Each line of the listing below should come back exactly as it is.
BEGIN Material provided
use ignore::{Walk, WalkBuilder};
use std::collections::HashSet;
use std::ffi::OsStr;
use std::path::{Path, PathBuf};
use std::sync::Arc;
use tracing::warn;

use crate::config::IndexerConfig;
use crate::error::{IndexError, Result};

/// Directory exclusion policy shared by the scanner and the watcher
#[derive(Debug, Clone)]
pub struct ExcludeRules {
    dirs: HashSet<String>,
    hidden_marker: String,
}

impl ExcludeRules {
    pub fn from_config(config: &IndexerConfig) -> Self {
        Self {
            dirs: config.exclude_dirs.iter().cloned().collect(),
            hidden_marker: config.hidden_marker.clone(),
        }
    }

    /// Whether a single directory name is excluded
    pub fn excludes_dir_name(&self, name: &str) -> bool {
        self.dirs.contains(name)
            || (!self.hidden_marker.is_empty() && name.starts_with(&self.hidden_marker))
    }

    /// Whether any ancestor directory of a root-relative file path is excluded.
    ///
    /// The file name itself is not checked: `.hidden.py` at the root is kept,
    /// `a/.hidden/b/file.py` is not.
    pub fn excludes_path(&self, rel_path: &Path) -> bool {
        let Some(parent) = rel_path.parent() else {
            return false;
        };
        parent
            .components()
            .any(|c| self.excludes_dir_name(&c.as_os_str().to_string_lossy()))
    }
}

/// A directory or entry that could not be read during a scan
#[derive(Debug, Clone)]
pub struct ScanWarning {
    pub path: Option<PathBuf>,
    pub message: String,
}

/// Walks a project tree and yields root-relative source file paths
pub struct Walker {
    root: PathBuf,
    extensions: Arc<HashSet<String>>,
    rules: Arc<ExcludeRules>,
    respect_gitignore: bool,
}

impl Walker {
    /// Create a new Walker with the given root directory and configuration
    pub fn new(root: impl Into<PathBuf>, config: &IndexerConfig) -> Self {
        Self {
            root: root.into(),
            extensions: Arc::new(config.extensions.iter().cloned().collect()),
            rules: Arc::new(ExcludeRules::from_config(config)),
            respect_gitignore: config.respect_gitignore,
        }
    }

    /// Start a fresh walk.
    ///
    /// Entries are visited in sorted file-name order inside each directory, so
    /// the sequence is stable across runs. Calling `scan` again restarts it.
    pub fn scan(&self) -> Result<SourceFiles> {
        if !self.root.is_dir() {
            return Err(IndexError::NotFound {
                path: self.root.clone(),
            });
        }

        let mut builder = WalkBuilder::new(&self.root);
        builder
            .standard_filters(false)
            .git_ignore(self.respect_gitignore)
            .git_global(self.respect_gitignore)
            .git_exclude(self.respect_gitignore)
            .require_git(false)
            .follow_links(false)
            .sort_by_file_name(|a: &OsStr, b: &OsStr| a.cmp(b));

        let rules = Arc::clone(&self.rules);
        builder.filter_entry(move |entry| {
            if entry.depth() == 0 {
                return true;
            }
            let is_dir = entry.file_type().map(|ft| ft.is_dir()).unwrap_or(false);
            !(is_dir && rules.excludes_dir_name(&entry.file_name().to_string_lossy()))
        });

        Ok(SourceFiles {
            root: self.root.clone(),
            walk: builder.build(),
            extensions: Arc::clone(&self.extensions),
            rules: Arc::clone(&self.rules),
            warnings: Vec::new(),
        })
    }

    /// Collect all source files into a Vec, discarding warnings
    pub fn collect_files(&self) -> Result<Vec<PathBuf>> {
        Ok(self.scan()?.collect())
    }
}

/// Lazy sequence of source files produced by [`Walker::scan`]
pub struct SourceFiles {
    root: PathBuf,
    walk: Walk,
    extensions: Arc<HashSet<String>>,
    rules: Arc<ExcludeRules>,
    warnings: Vec<ScanWarning>,
}

impl SourceFiles {
    /// Warnings gathered during the walk (complete once the iterator is exhausted)
    pub fn into_warnings(self) -> Vec<ScanWarning> {
        self.warnings
    }

    fn has_extension(&self, path: &Path) -> bool {
        path.extension()
            .and_then(OsStr::to_str)
            .map(|ext| self.extensions.contains(ext))
            .unwrap_or(false)
    }
}

impl Iterator for SourceFiles {
    type Item = PathBuf;

    fn next(&mut self) -> Option<PathBuf> {
        loop {
            let entry = match self.walk.next()? {
                Ok(entry) => entry,
                Err(err) => {
                    let path = error_path(&err);
                    warn!("Skipping unreadable entry {:?}: {}", path, err);
                    self.warnings.push(ScanWarning {
                        path,
                        message: err.to_string(),
                    });
                    continue;
                }
            };

            if !entry.file_type().map(|ft| ft.is_file()).unwrap_or(false) {
                continue;
            }

            let Ok(rel) = entry.path().strip_prefix(&self.root) else {
                continue;
            };

            if self.rules.excludes_path(rel) || !self.has_extension(rel) {
                continue;
            }

            return Some(rel.to_path_buf());
        }
    }
}

fn error_path(err: &ignore::Error) -> Option<PathBuf> {
    match err {
        ignore::Error::WithPath { path, .. } => Some(path.clone()),
        ignore::Error::WithDepth { err, .. } | ignore::Error::WithLineNumber { err, .. } => {
            error_path(err)
        }
        ignore::Error::Loop { child, .. } => Some(child.clone()),
        _ => None,
    }
}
END Material provided
Answer to this exercise:
use ignore::{Walk, WalkBuilder};
use std::collections::HashSet;
use std::ffi::OsStr;
use std::path::{Path, PathBuf};
use std::sync::Arc;
use tracing::warn;

use crate::config::IndexerConfig;
use crate::error::{IndexError, Result};

/// Directory exclusion policy shared by the scanner and the watcher
#[derive(Debug, Clone)]
pub struct ExcludeRules {
    dirs: HashSet<String>,
    hidden_marker: String,
}

impl ExcludeRules {
    pub fn from_config(config: &IndexerConfig) -> Self {
        Self {
            dirs: config.exclude_dirs.iter().cloned().collect(),
            hidden_marker: config.hidden_marker.clone(),
        }
    }

    /// Whether a single directory name is excluded
    pub fn excludes_dir_name(&self, name: &str) -> bool {
        self.dirs.contains(name)
            || (!self.hidden_marker.is_empty() && name.starts_with(&self.hidden_marker))
    }

    /// Whether any ancestor directory of a root-relative file path is excluded.
    ///
    /// The file name itself is not checked: `.hidden.py` at the root is kept,
    /// `a/.hidden/b/file.py` is not.
    pub fn excludes_path(&self, rel_path: &Path) -> bool {
        let Some(parent) = rel_path.parent() else {
            return false;
        };
        parent
            .components()
            .any(|c| self.excludes_dir_name(&c.as_os_str().to_string_lossy()))
    }
}

/// A directory or entry that could not be read during a scan
#[derive(Debug, Clone)]
pub struct ScanWarning {
    pub path: Option<PathBuf>,
    pub message: String,
}

/// Walks a project tree and yields root-relative source file paths
pub struct Walker {
    root: PathBuf,
    extensions: Arc<HashSet<String>>,
    rules: Arc<ExcludeRules>,
    respect_gitignore: bool,
}

impl Walker {
    /// Create a new Walker with the given root directory and configuration
    pub fn new(root: impl Into<PathBuf>, config: &IndexerConfig) -> Self {
        Self {
            root: root.into(),
            extensions: Arc::new(config.extensions.iter().cloned().collect()),
            rules: Arc::new(ExcludeRules::from_config(config)),
            respect_gitignore: config.respect_gitignore,
        }
    }

    /// Start a fresh walk.
    ///
    /// Entries are visited in sorted file-name order inside each directory, so
    /// the sequence is stable across runs. Calling `scan` again restarts it.
    pub fn scan(&self) -> Result<SourceFiles> {
        if !self.root.is_dir() {
            return Err(IndexError::NotFound {
                path: self.root.clone(),
            });
        }

        let mut builder = WalkBuilder::new(&self.root);
        builder
            .standard_filters(false)
            .git_ignore(self.respect_gitignore)
            .git_global(self.respect_gitignore)
            .git_exclude(self.respect_gitignore)
            .require_git(false)
            .follow_links(false)
            .sort_by_file_name(|a: &OsStr, b: &OsStr| a.cmp(b));

        let rules = Arc::clone(&self.rules);
        builder.filter_entry(move |entry| {
            if entry.depth() == 0 {
                return true;
            }
            let is_dir = entry.file_type().map(|ft| ft.is_dir()).unwrap_or(false);
            !(is_dir && rules.excludes_dir_name(&entry.file_name().to_string_lossy()))
        });

        Ok(SourceFiles {
            root: self.root.clone(),
            walk: builder.build(),
            extensions: Arc::clone(&self.extensions),
            rules: Arc::clone(&self.rules),
            warnings: Vec::new(),
        })
    }

    /// Collect all source files into a Vec, discarding warnings
    pub fn collect_files(&self) -> Result<Vec<PathBuf>> {
        Ok(self.scan()?.collect())
    }
}

/// Lazy sequence of source files produced by [`Walker::scan`]
pub struct SourceFiles {
    root: PathBuf,
    walk: Walk,
    extensions: Arc<HashSet<String>>,
    rules: Arc<ExcludeRules>,
    warnings: Vec<ScanWarning>,
}

impl SourceFiles {
    /// Warnings gathered during the walk (complete once the iterator is exhausted)
    pub fn into_warnings(self) -> Vec<ScanWarning> {
        self.warnings
    }

    fn has_extension(&self, path: &Path) -> bool {
        path.extension()
            .and_then(OsStr::to_str)
            .map(|ext| self.extensions.contains(ext))
            .unwrap_or(false)
    }
}

impl Iterator for SourceFiles {
    type Item = PathBuf;

    fn next(&mut self) -> Option<PathBuf> {
        loop {
            let entry = match self.walk.next()? {
                Ok(entry) => entry,
                Err(err) => {
                    let path = error_path(&err);
                    warn!("Skipping unreadable entry {:?}: {}", path, err);
                    self.warnings.push(ScanWarning {
                        path,
                        message: err.to_string(),
                    });
                    continue;
                }
            };

            if !entry.file_type().map(|ft| ft.is_file()).unwrap_or(false) {
                continue;
            }

            let Ok(rel) = entry.path().strip_prefix(&self.root) else {
                continue;
            };

            if self.rules.excludes_path(rel) || !self.has_extension(rel) {
                continue;
            }

            return Some(rel.to_path_buf());
        }
    }
}

fn error_path(err: &ignore::Error) -> Option<PathBuf> {
    match err {
        ignore::Error::WithPath { path, .. } => Some(path.clone()),
        ignore::Error::WithDepth { err, .. } | ignore::Error::WithLineNumber { err, .. } => {
            error_path(err)
        }
        ignore::Error::Loop { child, .. } => Some(child.clone()),
        _ => None,
    }
}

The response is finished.